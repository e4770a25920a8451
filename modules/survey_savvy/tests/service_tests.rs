//! Service-level tests on in-memory SQLite with migrations applied.

mod common;

use std::sync::Arc;

use anyhow::Result;
use serde_json::json;
use uuid::Uuid;

use common::{test_module, FakeProvider};
use survey_savvy::contract::model::{
    AccountCreation, Identity, NewAccount, NewPayment, NewSurvey, Role, SurveyPatch,
    UpdateOutcome,
};
use survey_savvy::domain::error::DomainError;

fn new_account(email: &str) -> NewAccount {
    NewAccount {
        email: email.to_string(),
        name: Some("Test User".to_string()),
        image: None,
    }
}

fn identity(email: &str) -> Identity {
    Identity {
        email: Some(email.to_string()),
        name: None,
    }
}

#[tokio::test]
async fn duplicate_account_creation_keeps_one_record() -> Result<()> {
    let module = test_module(Arc::new(FakeProvider::default())).await;
    let accounts = module.accounts();

    let first = accounts.create_account(new_account("ada@example.com")).await?;
    assert!(matches!(first, AccountCreation::Created(_)));

    let second = accounts.create_account(new_account("ada@example.com")).await?;
    assert_eq!(second, AccountCreation::AlreadyExists);

    let all = accounts.list_accounts().await?;
    assert_eq!(all.len(), 1);
    assert_eq!(all[0].role, Role::Default);
    Ok(())
}

#[tokio::test]
async fn account_creation_rejects_bad_email() {
    let module = test_module(Arc::new(FakeProvider::default())).await;
    let err = module
        .accounts()
        .create_account(new_account("nobody"))
        .await
        .unwrap_err();
    assert!(matches!(err, DomainError::Validation { .. }));
}

#[tokio::test]
async fn require_admin_checks_identity_and_role() -> Result<()> {
    let module = test_module(Arc::new(FakeProvider::default())).await;
    let accounts = module.accounts();

    assert!(matches!(
        accounts.require_admin(&Identity::default()).await,
        Err(DomainError::Forbidden)
    ));
    assert!(matches!(
        accounts.require_admin(&identity("ghost@example.com")).await,
        Err(DomainError::Forbidden)
    ));

    let AccountCreation::Created(id) = accounts
        .create_account(new_account("boss@example.com"))
        .await?
    else {
        panic!("expected a new account");
    };
    assert!(matches!(
        accounts.require_admin(&identity("boss@example.com")).await,
        Err(DomainError::Forbidden)
    ));

    let outcome = accounts.set_role(id, Role::Admin).await?;
    assert_eq!(outcome, UpdateOutcome::matched(true));
    accounts.require_admin(&identity("boss@example.com")).await?;
    Ok(())
}

#[tokio::test]
async fn role_lookup_is_self_only() -> Result<()> {
    let module = test_module(Arc::new(FakeProvider::default())).await;
    let accounts = module.accounts();
    accounts.create_account(new_account("ada@example.com")).await?;

    let role = accounts
        .role_of(&identity("ada@example.com"), "ada@example.com")
        .await?;
    assert_eq!(role, Role::Default);

    assert!(matches!(
        accounts
            .role_of(&identity("eve@example.com"), "ada@example.com")
            .await,
        Err(DomainError::Forbidden)
    ));
    assert!(matches!(
        accounts
            .role_of(&identity("new@example.com"), "new@example.com")
            .await,
        Err(DomainError::AccountNotFound { .. })
    ));
    Ok(())
}

#[tokio::test]
async fn set_role_and_delete_report_counts() -> Result<()> {
    let module = test_module(Arc::new(FakeProvider::default())).await;
    let accounts = module.accounts();

    assert_eq!(
        accounts.set_role(Uuid::new_v4(), Role::Admin).await?,
        UpdateOutcome::unmatched()
    );
    assert_eq!(accounts.delete_account(Uuid::new_v4()).await?, 0);

    let AccountCreation::Created(id) = accounts
        .create_account(new_account("ada@example.com"))
        .await?
    else {
        panic!("expected a new account");
    };
    assert_eq!(
        accounts.set_role(id, Role::Default).await?,
        UpdateOutcome::matched(false)
    );
    assert_eq!(
        accounts.set_role(id, Role::Surveyor).await?,
        UpdateOutcome::matched(true)
    );
    assert_eq!(accounts.delete_account(id).await?, 1);
    assert!(accounts.list_accounts().await?.is_empty());
    Ok(())
}

#[tokio::test]
async fn survey_creation_applies_defaults() -> Result<()> {
    let module = test_module(Arc::new(FakeProvider::default())).await;
    let surveys = module.surveys();

    let mut draft = NewSurvey {
        title: Some("Office lunch".to_string()),
        ..Default::default()
    };
    draft
        .attributes
        .insert("options".to_string(), json!(["pizza", "salad"]));
    let id = surveys.create_survey(draft).await?;

    let all = surveys.list_surveys().await?;
    assert_eq!(all.len(), 1);
    let survey = &all[0];
    assert_eq!(survey.id, id);
    assert_eq!(survey.status, "pending");
    assert_eq!(
        (survey.vote_yes, survey.vote_no, survey.likes, survey.dislikes),
        (0, 0, 0, 0)
    );
    assert_eq!(survey.attributes["options"], json!(["pizza", "salad"]));
    Ok(())
}

#[tokio::test]
async fn empty_patch_matches_without_modifying() -> Result<()> {
    let module = test_module(Arc::new(FakeProvider::default())).await;
    let surveys = module.surveys();
    let id = surveys.create_survey(NewSurvey::default()).await?;

    let outcome = surveys.update_survey(id, SurveyPatch::default()).await?;
    assert_eq!(outcome, UpdateOutcome::matched(false));

    let missing = surveys
        .update_survey(Uuid::new_v4(), SurveyPatch::default())
        .await?;
    assert_eq!(missing, UpdateOutcome::unmatched());
    Ok(())
}

#[tokio::test]
async fn comment_patch_appends_exactly_one_comment() -> Result<()> {
    let module = test_module(Arc::new(FakeProvider::default())).await;
    let surveys = module.surveys();
    let id = surveys.create_survey(NewSurvey::default()).await?;

    let patch = SurveyPatch {
        comment_text: Some("nice".to_string()),
        user_id: Some("u1".to_string()),
        ..Default::default()
    };
    let outcome = surveys.update_survey(id, patch).await?;
    assert_eq!(outcome, UpdateOutcome::matched(true));

    let survey = surveys.list_surveys().await?.remove(0);
    assert_eq!(survey.comments.len(), 1);
    assert_eq!(survey.comments[0].text, "nice");
    assert_eq!(survey.comments[0].user_id.as_deref(), Some("u1"));
    assert!(survey.voters.is_empty());
    assert!(survey.reports.is_empty());
    Ok(())
}

#[tokio::test]
async fn patch_sets_counters_and_appends_in_order() -> Result<()> {
    let module = test_module(Arc::new(FakeProvider::default())).await;
    let surveys = module.surveys();
    let id = surveys.create_survey(NewSurvey::default()).await?;

    for (n, voter) in ["a@example.com", "b@example.com"].into_iter().enumerate() {
        let patch = SurveyPatch {
            vote_yes: Some(n as i64 + 1),
            voter_name: Some(format!("Voter {n}")),
            voter_email: Some(voter.to_string()),
            voted: Some("yes".to_string()),
            date: Some("2024-05-01".to_string()),
            ..Default::default()
        };
        surveys.update_survey(id, patch).await?;
    }

    let report = SurveyPatch {
        reason: Some("spam".to_string()),
        reported_by: Some("c@example.com".to_string()),
        status: Some("unpublished".to_string()),
        likes: Some(0),
        ..Default::default()
    };
    assert_eq!(
        surveys.update_survey(id, report).await?,
        UpdateOutcome::matched(true)
    );

    let survey = surveys.list_surveys().await?.remove(0);
    assert_eq!(survey.vote_yes, 2);
    assert_eq!(survey.status, "unpublished");
    let emails: Vec<_> = survey.voters.iter().map(|v| v.voter_email.as_str()).collect();
    assert_eq!(emails, ["a@example.com", "b@example.com"]);
    assert_eq!(survey.reports.len(), 1);
    assert_eq!(survey.reports[0].reason, "spam");
    Ok(())
}

#[tokio::test]
async fn incomplete_voter_or_report_is_not_appended() -> Result<()> {
    let module = test_module(Arc::new(FakeProvider::default())).await;
    let surveys = module.surveys();
    let id = surveys.create_survey(NewSurvey::default()).await?;

    let patch = SurveyPatch {
        voter_name: Some("Ada".to_string()),
        voter_email: Some("ada@example.com".to_string()),
        reason: Some("spam".to_string()),
        ..Default::default()
    };
    assert_eq!(
        surveys.update_survey(id, patch).await?,
        UpdateOutcome::matched(false)
    );

    let survey = surveys.list_surveys().await?.remove(0);
    assert!(survey.voters.is_empty());
    assert!(survey.reports.is_empty());
    Ok(())
}

#[tokio::test]
async fn unchanged_scalar_is_not_a_modification() -> Result<()> {
    let module = test_module(Arc::new(FakeProvider::default())).await;
    let surveys = module.surveys();
    let id = surveys.create_survey(NewSurvey::default()).await?;

    let patch = SurveyPatch {
        status: Some("pending".to_string()),
        likes: Some(0),
        ..Default::default()
    };
    assert_eq!(
        surveys.update_survey(id, patch).await?,
        UpdateOutcome::matched(false)
    );
    Ok(())
}

#[tokio::test]
async fn listing_is_stable_without_writes() -> Result<()> {
    let module = test_module(Arc::new(FakeProvider::default())).await;
    let surveys = module.surveys();
    for title in ["one", "two", "three"] {
        surveys
            .create_survey(NewSurvey {
                title: Some(title.to_string()),
                ..Default::default()
            })
            .await?;
    }

    let first = surveys.list_surveys().await?;
    let second = surveys.list_surveys().await?;
    assert_eq!(first, second);
    let titles: Vec<_> = first.iter().filter_map(|s| s.title.as_deref()).collect();
    assert_eq!(titles, ["one", "two", "three"]);
    Ok(())
}

#[tokio::test]
async fn payment_intent_uses_minor_units_and_configured_currency() -> Result<()> {
    let provider = Arc::new(FakeProvider::default());
    let module = test_module(provider.clone()).await;

    let secret = module.payments().create_payment_intent(19.99).await?;
    assert_eq!(secret, "pi_1999_secret_test");
    assert_eq!(provider.calls(), vec![(1999, "usd".to_string())]);

    let err = module
        .payments()
        .create_payment_intent(-3.0)
        .await
        .unwrap_err();
    assert!(matches!(err, DomainError::Validation { .. }));
    assert_eq!(provider.calls().len(), 1);
    Ok(())
}

#[tokio::test]
async fn provider_failure_surfaces_as_domain_error() {
    let module = test_module(Arc::new(FakeProvider::failing())).await;
    let err = module
        .payments()
        .create_payment_intent(5.0)
        .await
        .unwrap_err();
    assert!(matches!(err, DomainError::PaymentProvider { .. }));
}

#[tokio::test]
async fn payments_are_recorded_verbatim() -> Result<()> {
    let module = test_module(Arc::new(FakeProvider::default())).await;
    let payments = module.payments();

    let mut draft = NewPayment {
        email: Some("ada@example.com".to_string()),
        price: Some(19.99),
        transaction_id: Some("pi_123".to_string()),
        ..Default::default()
    };
    draft.attributes.insert("plan".to_string(), json!("pro"));
    let id = payments.record_payment(draft.clone()).await?;
    payments.record_payment(draft).await?;

    let all = payments.list_payments().await?;
    assert_eq!(all.len(), 2);
    assert_eq!(all[0].id, id);
    assert_eq!(all[0].price, Some(19.99));
    assert_eq!(all[0].transaction_id.as_deref(), Some("pi_123"));
    assert_eq!(all[0].attributes["plan"], json!("pro"));
    Ok(())
}

#[tokio::test]
async fn concurrent_patches_on_a_file_database_all_apply() -> Result<()> {
    let dir = tempfile::tempdir()?;
    let dsn = format!(
        "sqlite://{}",
        dir.path()
            .join("savvy.db")
            .to_string_lossy()
            .replace('\\', "/")
    );
    let handle = savvy_db::DbHandle::connect(&dsn, savvy_db::ConnectOpts::default()).await?;
    survey_savvy::SurveySavvy::migrate(handle.seaorm()).await?;
    let module = survey_savvy::SurveySavvy::with_provider(
        handle.sea(),
        &common::test_config(),
        Arc::new(FakeProvider::default()),
    )?;

    let id = module.surveys().create_survey(NewSurvey::default()).await?;

    let tasks: Vec<_> = (0..8i64)
        .map(|i| {
            let module = module.clone();
            tokio::spawn(async move {
                module
                    .surveys()
                    .update_survey(
                        id,
                        SurveyPatch {
                            likes: Some(i + 1),
                            comment_text: Some(format!("comment {i}")),
                            user_id: Some(format!("u{i}")),
                            ..Default::default()
                        },
                    )
                    .await
            })
        })
        .collect();

    for task in tasks {
        let outcome = task.await??;
        assert_eq!(outcome.matched, 1);
        assert_eq!(outcome.modified, 1);
    }

    let surveys = module.surveys().list_surveys().await?;
    assert_eq!(surveys.len(), 1);
    assert_eq!(surveys[0].comments.len(), 8);
    assert!((1..=8).contains(&surveys[0].likes));

    handle.close().await;
    Ok(())
}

§ Task brief: Please give an exact copy of the entries above, from the line with "assert_eq!(first, second);" down to the line with "let provider = Arc::new(FakeProvider::default());", inclusive, and nothing else.

§ Task output:
    assert_eq!(first, second);
    let titles: Vec<_> = first.iter().filter_map(|s| s.title.as_deref()).collect();
    assert_eq!(titles, ["one", "two", "three"]);
    Ok(())
}

#[tokio::test]
async fn payment_intent_uses_minor_units_and_configured_currency() -> Result<()> {
    let provider = Arc::new(FakeProvider::default());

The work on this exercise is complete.